FPL Energy is also planning to build a wind power project in central North Dakota with a capacity of 49.5 megawatts. The Wilton Wind Project, located about 24 miles north of Bismarck, should be completed by year-end.

The company is developing the project with Basin Electric Power Cooperative and has agreed to sell the power to Minnesota Power, which services northeast Minnesota.

Senator Kent Conrad, a North Dakota Democrat, said his state ranks first in the United States as having the most wind energy potential. “I’m proud that these two organizations are able to develop this resource for the benefit of electric consumers in nine states,” he said.


The King Mountain Wind Ranch near Odessa, Texas. Farmers and ranchers look at wind turbines and see income from leasing their lands to wind farm developers. (Photo courtesy Cielo Wind Power)
Other major wind power projects include the 200 megawatt Forward Energy wind project in Wisconsin, which won approval from the Wisconsin Public Service Commission on July 8. A subsidiary of Invenergy Wind LLC plans to build the project near Brownsville, about 10 miles south of Fond du Lac.

Wisconsin utility We Energies has also bought the development rights to two 80 megawatt wind projects, to be built next year in northeast Fond du Lac County.

And in California, PPM Energy plans to build the 150 megawatt Shiloh wind project in Solano County by year's end. The company announced on July 7 that it will sell most of the power from the project to the Pacific Gas and Electric Company and the Modesto Irrigation District.

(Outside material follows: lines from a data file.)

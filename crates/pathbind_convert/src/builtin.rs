use core::convert::Infallible;

use crate::Conversions;

/// Converted to the empty string by the built-in `String` converter.
pub const EMPTY_LITERAL: &str = "EMPTY";

/// Converted to `None` by the nullable provider.
pub const NULL_LITERAL: &str = "NULL";

fn parse_bool(raw: &str) -> Result<bool, &'static str> {
    let raw = raw.trim();
    if raw.eq_ignore_ascii_case("true") {
        Ok(true)
    } else if raw.eq_ignore_ascii_case("false") {
        Ok(false)
    } else {
        Err("expected `true` or `false`")
    }
}

fn parse_string(raw: &str) -> Result<String, Infallible> {
    if raw == EMPTY_LITERAL {
        Ok(String::new())
    } else {
        Ok(raw.to_owned())
    }
}

macro_rules! register_trimmed {
    ($conversions:ident: $($ty:ty),*) => {$(
        $conversions.register(|raw: &str| raw.trim().parse::<$ty>());
    )*};
}

/// Explicit converters for primitives and `String`.
pub(crate) fn install(conversions: &mut Conversions) {
    conversions.register(parse_bool);
    conversions.register(|raw: &str| raw.parse::<char>());
    conversions.register(parse_string);

    register_trimmed!(conversions: u8, u16, u32, u64, u128, usize);
    register_trimmed!(conversions: i8, i16, i32, i64, i128, isize);
    register_trimmed!(conversions: f32, f64);
}

// -----------------------------------------------------------------------------
// Tests

#[cfg(test)]
mod tests {
    use super::{parse_bool, parse_string};
    use crate::Conversions;

    #[test]
    fn bool_is_case_insensitive() {
        assert_eq!(parse_bool("TRUE"), Ok(true));
        assert_eq!(parse_bool(" False "), Ok(false));
        assert!(parse_bool("yes").is_err());
    }

    #[test]
    fn empty_literal_only_for_strings() {
        assert_eq!(parse_string("EMPTY").unwrap(), "");
        assert_eq!(parse_string("empty").unwrap(), "empty");

        let conversions = Conversions::new();
        assert!(conversions.convert_to::<char>("EMPTY").is_err());
        assert_eq!(conversions.convert_to::<Vec<String>>("a,EMPTY").unwrap(), vec!["a", ""]);
    }

    #[test]
    fn numbers_round_trip() {
        let conversions = Conversions::new();
        for value in [0_i64, -7, 42, i64::MAX] {
            assert_eq!(conversions.convert_to::<i64>(&value.to_string()).unwrap(), value);
        }
        for value in [0.5_f64, -1.25, 1e10] {
            assert_eq!(conversions.convert_to::<f64>(&value.to_string()).unwrap(), value);
        }
        for value in [true, false] {
            assert_eq!(conversions.convert_to::<bool>(&value.to_string()).unwrap(), value);
        }
        assert_eq!(conversions.convert_to::<char>("x").unwrap(), 'x');
    }
}
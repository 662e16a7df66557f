//! `#[derive(Reflect)]` for `pathbind_reflect`.

use proc_macro::TokenStream;
use syn::{Data, DeriveInput, parse_macro_input};

static REFLECT_ATTRIBUTE_NAME: &str = "reflect";

// -----------------------------------------------------------------------------
// Modules

mod attributes;
mod enum_kind;
mod path;
mod struct_kind;

// -----------------------------------------------------------------------------
// Macros

/// # Reflection Derivation
///
/// `#[derive(Reflect)]` implements `TypePath`, `Typed`, `Reflect`,
/// `GetTypeMeta`, and one kind trait:
///
/// - `Struct` for structs with named fields;
/// - `Enum` for enums whose variants carry no data.
///
/// Generic types, tuple structs and unit structs are rejected.
///
/// ## Container attributes
///
/// - `#[reflect(default)]`: the type implements `Default`; registers
///   `TypeTraitDefault`, which binders need to build fresh instances.
/// - `#[reflect(from_str)]`: the type implements `FromStr`; registers
///   `TypeTraitFromStr`, used by the construct-from-string conversion.
/// - `#[reflect(method(name))]`: exposes `fn name(&self) -> R` to paths.
/// - `#[reflect(method(name, arg))]`: exposes `fn name(&self, a: A) -> R`;
///   `A` must be an owned, cloneable reflected type.
///
/// ## Field attributes
///
/// - `#[reflect(readonly)]`: the field can be read through paths but not
///   written, and binders skip it.
/// - `#[reflect(skip)]`: the field is invisible to reflection.
///
/// ## Example
///
/// ```rust, ignore
/// #[derive(Reflect, Default)]
/// #[reflect(default, method(full_name))]
/// struct Person {
///     first: String,
///     last: String,
///     #[reflect(readonly)]
///     id: u64,
/// }
/// ```
#[proc_macro_derive(Reflect, attributes(reflect))]
pub fn derive_reflect(input: TokenStream) -> TokenStream {
    let ast = parse_macro_input!(input as DeriveInput);

    let result = match &ast.data {
        Data::Struct(data) => struct_kind::expand(&ast, data),
        Data::Enum(data) => enum_kind::expand(&ast, data),
        Data::Union(_) => Err(syn::Error::new_spanned(
            &ast.ident,
            "`Reflect` cannot be derived for unions",
        )),
    };

    result.unwrap_or_else(syn::Error::into_compile_error).into()
}
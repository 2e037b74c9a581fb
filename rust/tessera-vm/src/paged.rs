//! Column memory made of equally sized, individually allocated pages.

use tessera_common::{Result, error::Error, result::violation};

use crate::{
    config::MemoryConfig,
    memory::{ExtendPolicy, ReadableMemory, SplitViews},
    page_table::PageTable,
    views::SplitUtf8,
    writer::WritableMemory,
};

/// Paged column memory.
///
/// `extend` appends zero-filled pages and never moves existing ones
/// ([`ExtendPolicy::StableAddresses`]). Values may straddle two adjacent pages
/// and are then returned as split views.
pub struct PagedMemory {
    table: PageTable,
    size: u64,
    max_pages: usize,
    closed: bool,
}

impl PagedMemory {
    /// Creates an empty memory; call [`extend`](ReadableMemory::extend) to make
    /// it addressable.
    pub fn new(config: &MemoryConfig) -> Result<PagedMemory> {
        config.validate()?;
        let table = PageTable::new(config.page_size, config.use_large_pages)?;
        log::debug!(
            "paged memory opened: page_size={}, max_pages={}, large_pages={}",
            config.page_size,
            config.max_pages,
            config.use_large_pages
        );
        Ok(PagedMemory {
            table,
            size: 0,
            max_pages: config.max_pages,
            closed: false,
        })
    }

    pub fn with_page_size(page_size: u64) -> Result<PagedMemory> {
        PagedMemory::new(&MemoryConfig::default().with_page_size(page_size))
    }

    /// Creates a memory holding a copy of `data`.
    pub fn from_bytes(config: &MemoryConfig, data: &[u8]) -> Result<PagedMemory> {
        let mut memory = PagedMemory::new(config)?;
        memory.put_bytes(0, data)?;
        Ok(memory)
    }

    pub fn max_size(&self) -> u64 {
        self.table.page_size().saturating_mul(self.max_pages as u64)
    }
}

impl ReadableMemory for PagedMemory {
    #[inline]
    fn size(&self) -> u64 {
        self.size
    }

    #[inline]
    fn page_count(&self) -> usize {
        self.table.page_count()
    }

    #[inline]
    fn page_size(&self) -> u64 {
        self.table.page_size()
    }

    #[inline]
    fn page(&self, index: usize) -> &[u8] {
        self.table.page(index)
    }

    #[inline]
    fn page_index(&self, offset: u64) -> usize {
        self.table.page_index(offset)
    }

    #[inline]
    fn offset_in_page(&self, offset: u64) -> u64 {
        self.table.offset_in_page(offset)
    }

    fn extend(&mut self, size: u64) -> Result<()> {
        if self.closed {
            return Err(Error::closed());
        }
        if size <= self.size {
            return Ok(());
        }
        if size > self.max_size() {
            return Err(Error::invalid_arg(
                "size",
                format!("{size} exceeds the limit of {} bytes", self.max_size()),
            ));
        }
        let added = self.table.ensure_capacity(size)?;
        log::debug!(
            "paged memory extended: {} -> {} bytes, {} pages (+{added})",
            self.size,
            size,
            self.table.page_count()
        );
        self.size = size;
        Ok(())
    }

    fn close(&mut self) {
        if self.closed {
            return;
        }
        log::debug!(
            "paged memory closed: {} bytes, {} pages",
            self.size,
            self.table.page_count()
        );
        self.table.clear();
        self.size = 0;
        self.closed = true;
    }

    #[inline]
    fn is_closed(&self) -> bool {
        self.closed
    }

    fn extend_policy(&self) -> ExtendPolicy {
        ExtendPolicy::StableAddresses
    }

    fn as_split_views(&self) -> Option<&dyn SplitViews> {
        Some(self)
    }
}

impl SplitViews for PagedMemory {
    fn borrow_utf8_split_a(&self, offset: u64, size: i32, ascii: bool) -> SplitUtf8<'_> {
        let Ok(len) = usize::try_from(size) else {
            violation(Error::invalid_arg("size", format!("negative varchar size {size}")));
        };
        SplitUtf8::new(self.read_bytes(offset, len).into_split(), ascii)
    }

    fn borrow_utf8_split_b(&self, offset: u64, size: i32, ascii: bool) -> SplitUtf8<'_> {
        self.borrow_utf8_split_a(offset, size, ascii)
    }
}

impl WritableMemory for PagedMemory {
    #[inline]
    fn page_mut(&mut self, index: usize) -> &mut [u8] {
        self.table.page_mut(index)
    }
}

impl std::fmt::Debug for PagedMemory {
    fn fmt(&self, f: &mut std::fmt::Formatter<'_>) -> std::fmt::Result {
        f.debug_struct("PagedMemory")
            .field("size", &self.size)
            .field("table", &self.table)
            .field("max_pages", &self.max_pages)
            .field("closed", &self.closed)
            .finish()
    }
}

#[cfg(test)]
mod tests {
    use super::*;
    use crate::{encoding::NULL_VARCHAR_SIZE, memory::require_split_views};
    use tessera_common::error::ErrorKind;

    fn small() -> PagedMemory {
        PagedMemory::with_page_size(64).unwrap()
    }

    #[test]
    fn test_extend_rounds_to_pages() {
        let mut mem = small();
        assert_eq!(mem.size(), 0);
        assert_eq!(mem.page_count(), 0);
        mem.extend(65).unwrap();
        assert_eq!(mem.size(), 65);
        assert_eq!(mem.page_count(), 2);
        mem.extend(10).unwrap();
        assert_eq!(mem.size(), 65);
    }

    #[test]
    fn test_extend_keeps_page_addresses() {
        let mut mem = small();
        mem.extend(64).unwrap();
        let base = mem.page_address(0);
        mem.extend(64 * 10).unwrap();
        assert_eq!(mem.page_address(0), base);
        assert_eq!(mem.extend_policy(), ExtendPolicy::StableAddresses);
    }

    #[test]
    fn test_extend_limit() {
        let config = MemoryConfig::default().with_page_size(64).with_max_pages(2);
        let mut mem = PagedMemory::new(&config).unwrap();
        mem.extend(128).unwrap();
        let err = mem.extend(129).unwrap_err();
        assert!(matches!(err.kind(), ErrorKind::InvalidArgument { .. }));
        assert_eq!(mem.size(), 128);
    }

    #[test]
    fn test_invalid_config() {
        assert!(PagedMemory::with_page_size(48).is_err());
    }

    #[test]
    fn test_from_bytes_spans_pages() {
        let data: Vec<u8> = (0..200u8).collect();
        let config = MemoryConfig::default().with_page_size(64);
        let mem = PagedMemory::from_bytes(&config, &data).unwrap();
        assert_eq!(mem.size(), 200);
        assert_eq!(mem.page_count(), 4);
        assert_eq!(mem.read_bytes(0, 200), data.as_slice());
        assert_eq!(mem.page(1)[0], 64);
    }

    #[test]
    fn test_split_views_capability() {
        let mut mem = small();
        mem.put_bytes(60, b"abcdefgh").unwrap();
        let views = mem.as_split_views().expect("paged memory splits");
        let split = views.borrow_utf8_split_a(60, 8, true);
        assert_eq!(split.split_point(), 4);
        assert_eq!(split.head(), b"abcd");
        assert_eq!(split.tail(), b"efgh");

        let whole = views.borrow_utf8_split_b(0, 4, true);
        assert!(whole.tail().is_empty());
    }

    #[test]
    #[should_panic(expected = "invalid argument size")]
    fn test_split_view_rejects_null_size() {
        let mut mem = small();
        mem.put_bytes(0, b"abcd").unwrap();
        require_split_views(&mem).borrow_utf8_split_a(0, NULL_VARCHAR_SIZE, true);
    }

    #[test]
    fn test_close_is_idempotent() {
        let mut mem = small();
        mem.extend(100).unwrap();
        mem.close();
        mem.close();
        assert!(mem.is_closed());
        assert_eq!(mem.size(), 0);
        assert_eq!(mem.page_count(), 0);
        assert!(matches!(mem.extend(1).unwrap_err().kind(), ErrorKind::Closed));
    }
}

“In this world of $60 a barrel foreign oil," said Terry Hudgens, PPM president and CEO, "we're encouraged to see both far-sighted investor owned utilities like Pacific Gas & Electric Company and public entities like Modesto Irrigation District sign significant, long-term agreements for clean, economical wind energy."

The pro-wind coalition takes in national, regional and local environmental, agricultural, economic development, religious organizations as well as wind and renewable energy advocacy groups.

Members include: Earth Policy Institute, the Chesapeake Climate Action Network, the Izaak Walton League of America, Union of Concerned Scientists, the American Corn Growers Association, the American Corn Growers Foundation, Prowers County Development, Inc., and The Regeneration Project/Interfaith Power and Light.

Wind and renewable energy advocacy organization members include: AWEA, Renewable Energy Long Island, Western Resource Advocates, the Renewable Northwest Project, Wind Power New York, Citizens for Pennsylvania's Future, the Center for Energy Efficiency and Renewable Technologies (CEERT), The Wind Coalition, Green Energy Ohio, Wind on the Wires, the Interwest Energy Alliance, Clean Energy Partnership, Renew Wisconsin, West Wind Wires, Minnesotans for an Energy-Efficient Economy (ME3), and the Southern Alliance for Clean Energy.